How does Drill 1.4 improve the performance of "limit 0" queries

Tuesday, January 12, 2016

How does Drill 1.4 improve the performance of "limit 0" queries

Env:

Drill 1.4

Goal:

How does Drill 1.4 improve the performance of "limit 0" queries?

Solution:

1. Background

BI tools like Tableau normally generates queries like "select * from sometable limit 0" to get the column names and types.
Before Drill 1.4, Drill has to scan the underline data physically to get this information. If there are too many files on HDFS, or too many partitions in Hive tables, the performance of "limit 0" queries will become much worse.
Starting from Drill 1.4, Drill can utilize the schema information of certain views or Hive tables to quickly return the column names and types, bypassing reading the underline data files physically.

2. Examples

For Hive tables, it is easy to understand that Drill only needs to check Hive metastore to fetch the column names and types;

For Views with proper "cast" for each returning column, Drill just needs to check the view definition file to fetch the column names and types. Here is one example:

create view dfs.myview as
SELECT CAST(`col1` AS INTEGER) AS `col1`, CAST(`col2` AS VARCHAR) AS `col2`
FROM `dfs`.`example/mydirectory`;

Then below "limit 0" queries can benefit:

select * from dfs.myview limit 0;

SELECT * FROM 
(SELECT SUM(1) AS `COL` FROM dfs.myview HAVING COUNT(1)>0) 
T LIMIT 0;

3. Explain plan

Take query "select * from dfs.myview limit 0" for example:
Before Drill 1.4, the visualized plan is:

Basically it has the Scan and Limit operator for "limit 0" query.
Starting from Drill 1.4, the visualized plan is:

If the "limit 0" query benefits from this feature, the keyword in the plan is "DrillDirectScanRel".
Note: In Drill 1.6, the visualized plan changed to:

If the "limit 0" query benefits from this feature, the keyword in the plan is "org.apache.drill.exec.planner.sql.handlers.FindLimit0Visitor$RelDataTypeReader".

4. Performance difference

This is not an official benchmark result and it is just based on my lab test.
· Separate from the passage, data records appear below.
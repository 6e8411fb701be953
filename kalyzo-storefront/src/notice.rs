//! Toast notifications.
//!
//! Messages are either localisation keys resolved by the UI layer or
//! server-supplied text shown verbatim.

use crate::config::Timing;

#[derive(Debug, Clone, Copy, PartialEq, Eq)]
pub enum ToastKind {
    Success,
    Error,
    Info,
}

impl ToastKind {
    #[must_use]
    pub const fn as_str(self) -> &'static str {
        match self {
            Self::Success => "success",
            Self::Error => "error",
            Self::Info => "info",
        }
    }
}

/// Localisable message keys. The dotted key is looked up in the i18n bundles.
#[derive(Debug, Clone, Copy, PartialEq, Eq)]
pub enum MessageKey {
    SecurityError,
    AddFailed,
    UpdateFailed,
    RemoveFailed,
    ClearFailed,
    CheckoutFailed,
    OrderFailed,
    QuantityMinimum,
    SelectVariant,
    InvalidForm,
    AddedToCart,
    ProductAdded,
    QuantityUpdated,
    ItemRemoved,
    CartCleared,
    OrderCreated,
}

impl MessageKey {
    #[must_use]
    pub const fn key(self) -> &'static str {
        match self {
            Self::SecurityError => "cart.errors.security",
            Self::AddFailed => "cart.errors.add",
            Self::UpdateFailed => "cart.errors.update",
            Self::RemoveFailed => "cart.errors.remove",
            Self::ClearFailed => "cart.errors.clear",
            Self::CheckoutFailed => "checkout.errors.process",
            Self::OrderFailed => "checkout.errors.create",
            Self::QuantityMinimum => "cart.errors.quantity_min",
            Self::SelectVariant => "product.errors.select_variant",
            Self::InvalidForm => "checkout.errors.invalid_form",
            Self::AddedToCart => "cart.added",
            Self::ProductAdded => "cart.added_named",
            Self::QuantityUpdated => "cart.updated",
            Self::ItemRemoved => "cart.removed",
            Self::CartCleared => "cart.cleared",
            Self::OrderCreated => "checkout.order_created",
        }
    }
}

#[derive(Debug, Clone, PartialEq, Eq)]
pub enum Message {
    Key(MessageKey),
    KeyWith(MessageKey, Vec<(&'static str, String)>),
    Server(String),
}

#[derive(Debug, Clone, PartialEq, Eq)]
pub struct Toast {
    pub kind: ToastKind,
    pub message: Message,
    pub ttl_ms: u32,
}

impl Toast {
    #[must_use]
    pub const fn success(message: Message, timing: &Timing) -> Self {
        Self {
            kind: ToastKind::Success,
            message,
            ttl_ms: timing.toast_ms,
        }
    }

    #[must_use]
    pub const fn error(message: Message, timing: &Timing) -> Self {
        Self {
            kind: ToastKind::Error,
            message,
            ttl_ms: timing.error_toast_ms,
        }
    }

    #[must_use]
    pub const fn info(message: Message, timing: &Timing) -> Self {
        Self {
            kind: ToastKind::Info,
            message,
            ttl_ms: timing.toast_ms,
        }
    }
}
//! Product variants as embedded in the page, and their pure projections.
use serde::{Deserialize, Serialize};
use std::collections::BTreeMap;
use std::fmt;
use std::str::FromStr;
use thiserror::Error;

#[derive(Debug, Clone, Copy, PartialEq, Eq, PartialOrd, Ord, Hash, Serialize, Deserialize)]
#[serde(transparent)]
pub struct VariantId(pub u64);

impl fmt::Display for VariantId {
    fn fmt(&self, f: &mut fmt::Formatter<'_>) -> fmt::Result {
        write!(f, "{}", self.0)
    }
}

impl FromStr for VariantId {
    type Err = std::num::ParseIntError;

    fn from_str(s: &str) -> Result<Self, Self::Err> {
        s.trim().parse().map(Self)
    }
}

#[derive(Debug, Clone, Default, PartialEq, Eq, Serialize, Deserialize)]
pub struct ImageRef {
    pub url: String,
    #[serde(default)]
    pub alt: String,
}

#[derive(Debug, Clone, PartialEq, Eq, Serialize, Deserialize)]
pub struct VariantOption {
    pub option: String,
    pub value: String,
}

/// Read-only snapshot of a variant, taken from the page at render time.
#[derive(Debug, Clone, PartialEq, Serialize, Deserialize)]
pub struct Variant {
    pub id: VariantId,
    pub main_image: ImageRef,
    pub images: Vec<ImageRef>,
    pub price: f64,
    pub discount_price: Option<f64>,
    pub discount_percentage: u32,
    pub stock: i64,
    pub options: Vec<VariantOption>,
}

#[derive(Debug, Clone, PartialEq, Eq, Error)]
pub enum VariantParseError {
    #[error("missing data attribute `{0}`")]
    Missing(&'static str),
    #[error("invalid value for `{attr}`: {value}")]
    Invalid { attr: &'static str, value: String },
}

/// `images` entries are either bare URLs or `{url, alt}` objects.
#[derive(Deserialize)]
#[serde(untagged)]
enum ImageEntry {
    Url(String),
    Full(ImageRef),
}

impl From<ImageEntry> for ImageRef {
    fn from(entry: ImageEntry) -> Self {
        match entry {
            ImageEntry::Url(url) => Self {
                url,
                alt: String::new(),
            },
            ImageEntry::Full(image) => image,
        }
    }
}

fn is_blank(value: &str) -> bool {
    let value = value.trim();
    value.is_empty() || value.eq_ignore_ascii_case("none") || value == "null"
}

/// Accepts `129900`, `129900.00` and the comma decimal form `129900,00`.
fn parse_amount(value: &str) -> Option<f64> {
    value
        .trim()
        .replace(',', ".")
        .parse::<f64>()
        .ok()
        .filter(|v| v.is_finite())
}

impl Variant {
    /// Build a variant from an element's dataset (camelCase keys).
    ///
    /// # Errors
    ///
    /// Returns an error if the id, main image, price or stock is missing or
    /// malformed, or if the `images`/`options` JSON cannot be parsed.
    pub fn from_data_attrs(attrs: &BTreeMap<String, String>) -> Result<Self, VariantParseError> {
        let get = |key: &'static str| attrs.get(key).map(String::as_str);
        let require = |key: &'static str| get(key).ok_or(VariantParseError::Missing(key));
        let invalid = |attr: &'static str, value: &str| VariantParseError::Invalid {
            attr,
            value: value.to_string(),
        };

        let raw_id = require("variantId")?;
        let id = raw_id.parse().map_err(|_| invalid("variantId", raw_id))?;

        let raw_price = require("price")?;
        let price = parse_amount(raw_price).ok_or_else(|| invalid("price", raw_price))?;

        let discount_price = get("discountPrice")
            .filter(|v| !is_blank(v))
            .and_then(parse_amount);
        let discount_percentage = get("discountPercentage")
            .and_then(|v| v.trim().parse::<u32>().ok())
            .unwrap_or(0);

        let raw_stock = require("stock")?;
        let stock = raw_stock
            .trim()
            .parse::<i64>()
            .map_err(|_| invalid("stock", raw_stock))?;

        let images = match get("images").filter(|v| !is_blank(v)) {
            Some(raw) => serde_json::from_str::<Vec<ImageEntry>>(raw)
                .map_err(|_| invalid("images", raw))?
                .into_iter()
                .map(ImageRef::from)
                .collect(),
            None => Vec::new(),
        };
        let options = match get("options").filter(|v| !is_blank(v)) {
            Some(raw) => serde_json::from_str(raw).map_err(|_| invalid("options", raw))?,
            None => Vec::new(),
        };

        Ok(Self {
            id,
            main_image: ImageRef {
                url: require("mainImage")?.to_string(),
                alt: get("mainAlt").unwrap_or_default().to_string(),
            },
            images,
            price,
            discount_price,
            discount_percentage,
            stock,
            options,
        })
    }

    #[must_use]
    pub const fn in_stock(&self) -> bool {
        self.stock > 0
    }

    #[must_use]
    pub fn price_block(&self) -> PriceBlock {
        price_block(self.price, self.discount_price, self.discount_percentage)
    }

    /// Price actually charged: the discount price when it applies.
    #[must_use]
    pub fn effective_price(&self) -> f64 {
        match self.price_block() {
            PriceBlock::Single { price } => price,
            PriceBlock::BeforeNow { now, .. } => now,
        }
    }
}

/// Price layout for the variant panel.
#[derive(Debug, Clone, Copy, PartialEq)]
pub enum PriceBlock {
    Single {
        price: f64,
    },
    BeforeNow {
        before: f64,
        now: f64,
        /// Badge percentage; `None` when the percentage is zero.
        percent: Option<u32>,
    },
}

/// Two-line layout iff a discount price is present and strictly below the list price.
#[must_use]
pub fn price_block(price: f64, discount_price: Option<f64>, discount_percentage: u32) -> PriceBlock {
    match discount_price {
        Some(now) if now < price => PriceBlock::BeforeNow {
            before: price,
            now,
            percent: (discount_percentage > 0).then_some(discount_percentage),
        },
        _ => PriceBlock::Single { price },
    }
}

/// Quantity choices `1..=min(stock, cap)`; empty when out of stock.
#[must_use]
pub fn quantity_options(stock: i64, cap: u32) -> Vec<u32> {
    let max = crate::numbers::stock_to_u32(stock).min(cap);
    (1..=max).collect()
}

/// Primary purchase buttons for the current stock level.
#[derive(Debug, Clone, Copy, PartialEq, Eq)]
pub enum PurchaseActions {
    /// "Pay on delivery" and "Add to cart" are both offered.
    Available,
    /// A single disabled "out of stock" button.
    SoldOut,
}

impl PurchaseActions {
    #[must_use]
    pub const fn for_stock(stock: i64) -> Self {
        if stock > 0 {
            Self::Available
        } else {
            Self::SoldOut
        }
    }
}

/// Option groups rendered as button rows, in display order.
#[derive(Debug, Clone, Copy, PartialEq, Eq, PartialOrd, Ord, Hash)]
pub enum OptionGroupKind {
    Medida,
    Peso,
    Material,
    Color,
}

impl OptionGroupKind {
    pub const ALL: [Self; 4] = [Self::Medida, Self::Peso, Self::Material, Self::Color];

    /// Match the option name used by the catalogue.
    #[must_use]
    pub fn from_label(label: &str) -> Option<Self> {
        Self::ALL
            .into_iter()
            .find(|kind| kind.label().eq_ignore_ascii_case(label.trim()))
    }

    #[must_use]
    pub const fn label(self) -> &'static str {
        match self {
            Self::Medida => "Medida",
            Self::Peso => "Peso",
            Self::Material => "Material",
            Self::Color => "Color",
        }
    }

    /// DOM id prefix for the group's container and button row.
    #[must_use]
    pub const fn slug(self) -> &'static str {
        match self {
            Self::Medida => "medida",
            Self::Peso => "peso",
            Self::Material => "material",
            Self::Color => "color",
        }
    }
}

#[derive(Debug, Clone, PartialEq, Eq)]
pub struct OptionRow {
    pub kind: OptionGroupKind,
    pub values: Vec<String>,
    pub active: Option<usize>,
}

impl OptionRow {
    #[must_use]
    pub fn is_visible(&self) -> bool {
        !self.values.is_empty()
    }

    #[must_use]
    pub fn is_active(&self, index: usize) -> bool {
        self.active == Some(index)
    }
}

/// One row per [`OptionGroupKind`], rebuilt from a variant's option list.
#[derive(Debug, Clone, PartialEq, Eq)]
pub struct OptionRows {
    rows: Vec<OptionRow>,
}

impl Default for OptionRows {
    fn default() -> Self {
        Self::from_options(&[])
    }
}

impl OptionRows {
    /// Group options by kind; names outside the fixed enumeration are ignored.
    #[must_use]
    pub fn from_options(options: &[VariantOption]) -> Self {
        let rows = OptionGroupKind::ALL
            .into_iter()
            .map(|kind| OptionRow {
                kind,
                values: options
                    .iter()
                    .filter(|opt| OptionGroupKind::from_label(&opt.option) == Some(kind))
                    .map(|opt| opt.value.clone())
                    .collect(),
                active: None,
            })
            .collect();
        Self { rows }
    }

    #[must_use]
    pub fn rows(&self) -> &[OptionRow] {
        &self.rows
    }

    #[must_use]
    pub fn row(&self, kind: OptionGroupKind) -> Option<&OptionRow> {
        self.rows.iter().find(|row| row.kind == kind)
    }

    /// Make `index` the only active button of `kind`. Other groups are untouched.
    /// Returns `false` when the index is out of range.
    pub fn activate(&mut self, kind: OptionGroupKind, index: usize) -> bool {
        match self.rows.iter_mut().find(|row| row.kind == kind) {
            Some(row) if index < row.values.len() => {
                row.active = Some(index);
                true
            }
            _ => false,
        }
    }

    #[must_use]
    pub fn active_value(&self, kind: OptionGroupKind) -> Option<&str> {
        let row = self.row(kind)?;
        row.active
            .and_then(|idx| row.values.get(idx))
            .map(String::as_str)
    }
}
//! Page-wide broadcast of dispatcher output to mounted islands.
//!
//! Each island is its own yew root, so they cannot share context; they
//! subscribe here instead.
use kalyzo_storefront::Effect;
use std::cell::{Cell, RefCell};
use yew::prelude::*;

#[derive(Debug, Clone, PartialEq)]
pub enum PageEvent {
    Effect(Effect),
    /// The variant selector changed; product islands re-read it.
    SelectorChanged,
}

thread_local! {
    static SUBSCRIBERS: RefCell<Vec<(usize, Callback<PageEvent>)>> = const { RefCell::new(Vec::new()) };
    static NEXT_ID: Cell<usize> = const { Cell::new(0) };
}

/// Removes its callback from the bus when dropped.
#[must_use = "dropping the subscription unsubscribes immediately"]
pub struct Subscription(usize);

impl Drop for Subscription {
    fn drop(&mut self) {
        let id = self.0;
        SUBSCRIBERS.with(|subs| subs.borrow_mut().retain(|(sub_id, _)| *sub_id != id));
    }
}

pub fn subscribe(callback: Callback<PageEvent>) -> Subscription {
    let id = NEXT_ID.with(|next| {
        let id = next.get();
        next.set(id + 1);
        id
    });
    SUBSCRIBERS.with(|subs| subs.borrow_mut().push((id, callback)));
    Subscription(id)
}

/// Deliver `event` to every subscriber. Callbacks may subscribe or publish
/// re-entrantly.
pub fn publish(event: &PageEvent) {
    let targets: Vec<Callback<PageEvent>> =
        SUBSCRIBERS.with(|subs| subs.borrow().iter().map(|(_, cb)| cb.clone()).collect());
    for callback in targets {
        callback.emit(event.clone());
    }
}

/// Subscribe a component for as long as it stays mounted.
#[hook]
pub fn use_page_events(on_event: Callback<PageEvent>) {
    use_effect_with((), move |()| {
        let subscription = subscribe(on_event);
        move || drop(subscription)
    });
}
So below performance number may not apply to other environments.
The test query "select * from dfs.myview limit 0" is on a view on HDFS based on 20K 1MB parquet file.
Before Drill 1.4, it takes several minutes to finish, and the time will grow with the number of files;
With Drill 1.4, it only takes 1 second no matter how many files are on HDFS.

Tuesday, January 12, 2016